### PROBLEM TO SOLVE
Check every line of the entries for "Depot", and copy the lines that hold it.

Segment Start: SUPPLIED ENTRIES

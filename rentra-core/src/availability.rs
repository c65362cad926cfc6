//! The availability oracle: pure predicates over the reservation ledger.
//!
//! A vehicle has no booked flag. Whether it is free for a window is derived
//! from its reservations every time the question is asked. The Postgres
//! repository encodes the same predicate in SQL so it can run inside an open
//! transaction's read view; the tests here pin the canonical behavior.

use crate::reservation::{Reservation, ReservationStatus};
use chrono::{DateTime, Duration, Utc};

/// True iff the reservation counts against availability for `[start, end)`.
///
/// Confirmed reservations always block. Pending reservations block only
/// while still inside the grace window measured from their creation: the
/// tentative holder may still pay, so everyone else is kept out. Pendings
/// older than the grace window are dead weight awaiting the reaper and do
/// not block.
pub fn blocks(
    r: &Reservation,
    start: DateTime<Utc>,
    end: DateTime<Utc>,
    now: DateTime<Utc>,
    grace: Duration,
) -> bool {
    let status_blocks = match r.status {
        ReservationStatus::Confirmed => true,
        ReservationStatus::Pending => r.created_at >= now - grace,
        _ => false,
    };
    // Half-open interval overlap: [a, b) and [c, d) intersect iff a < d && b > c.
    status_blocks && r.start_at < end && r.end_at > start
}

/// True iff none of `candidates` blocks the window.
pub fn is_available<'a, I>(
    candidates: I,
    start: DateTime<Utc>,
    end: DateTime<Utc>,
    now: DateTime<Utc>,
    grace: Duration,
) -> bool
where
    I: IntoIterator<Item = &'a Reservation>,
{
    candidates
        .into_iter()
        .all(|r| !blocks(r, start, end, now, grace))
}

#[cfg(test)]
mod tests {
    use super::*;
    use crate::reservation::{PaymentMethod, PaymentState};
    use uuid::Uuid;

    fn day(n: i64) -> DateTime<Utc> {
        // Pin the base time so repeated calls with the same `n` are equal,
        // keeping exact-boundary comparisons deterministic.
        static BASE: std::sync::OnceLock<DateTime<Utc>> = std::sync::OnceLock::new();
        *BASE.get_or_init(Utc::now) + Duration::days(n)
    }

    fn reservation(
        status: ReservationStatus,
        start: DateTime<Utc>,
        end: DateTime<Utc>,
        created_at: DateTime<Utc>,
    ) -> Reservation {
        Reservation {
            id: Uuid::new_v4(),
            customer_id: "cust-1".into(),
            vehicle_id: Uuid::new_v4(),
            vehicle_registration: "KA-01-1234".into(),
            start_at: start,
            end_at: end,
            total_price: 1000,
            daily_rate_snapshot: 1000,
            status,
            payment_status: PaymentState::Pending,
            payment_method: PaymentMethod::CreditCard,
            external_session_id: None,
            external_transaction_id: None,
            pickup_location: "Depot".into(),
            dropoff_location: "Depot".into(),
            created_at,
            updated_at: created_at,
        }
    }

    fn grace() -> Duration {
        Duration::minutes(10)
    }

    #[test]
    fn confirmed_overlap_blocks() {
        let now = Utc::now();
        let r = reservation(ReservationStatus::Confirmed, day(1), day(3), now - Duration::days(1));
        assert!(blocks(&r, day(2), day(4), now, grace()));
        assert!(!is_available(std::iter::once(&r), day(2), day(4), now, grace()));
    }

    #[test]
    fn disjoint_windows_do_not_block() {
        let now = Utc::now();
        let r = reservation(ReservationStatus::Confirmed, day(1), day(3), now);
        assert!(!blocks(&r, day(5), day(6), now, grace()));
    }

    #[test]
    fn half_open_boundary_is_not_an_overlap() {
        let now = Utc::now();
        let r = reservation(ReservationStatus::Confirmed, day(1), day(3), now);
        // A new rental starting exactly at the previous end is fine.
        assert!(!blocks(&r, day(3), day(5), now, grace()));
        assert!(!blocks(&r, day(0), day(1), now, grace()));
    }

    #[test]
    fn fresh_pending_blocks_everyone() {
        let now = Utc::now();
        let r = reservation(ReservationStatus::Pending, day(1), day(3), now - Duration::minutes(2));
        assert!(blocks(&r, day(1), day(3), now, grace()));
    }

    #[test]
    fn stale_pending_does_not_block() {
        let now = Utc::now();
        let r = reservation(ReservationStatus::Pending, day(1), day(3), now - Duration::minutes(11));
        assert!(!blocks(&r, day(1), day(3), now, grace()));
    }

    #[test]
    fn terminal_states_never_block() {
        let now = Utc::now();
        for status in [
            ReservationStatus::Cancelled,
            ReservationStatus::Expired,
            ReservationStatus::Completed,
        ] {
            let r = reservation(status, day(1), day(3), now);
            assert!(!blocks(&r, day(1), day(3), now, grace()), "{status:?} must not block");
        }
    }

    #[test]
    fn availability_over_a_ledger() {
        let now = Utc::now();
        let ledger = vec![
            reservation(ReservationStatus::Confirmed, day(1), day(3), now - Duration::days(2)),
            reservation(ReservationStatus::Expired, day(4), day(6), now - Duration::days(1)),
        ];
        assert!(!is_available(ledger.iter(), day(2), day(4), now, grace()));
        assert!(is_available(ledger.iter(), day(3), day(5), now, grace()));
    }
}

Segment End: SUPPLIED ENTRIES

### EXERCISE SOLUTION
            pickup_location: "Depot".into(),
            dropoff_location: "Depot".into(),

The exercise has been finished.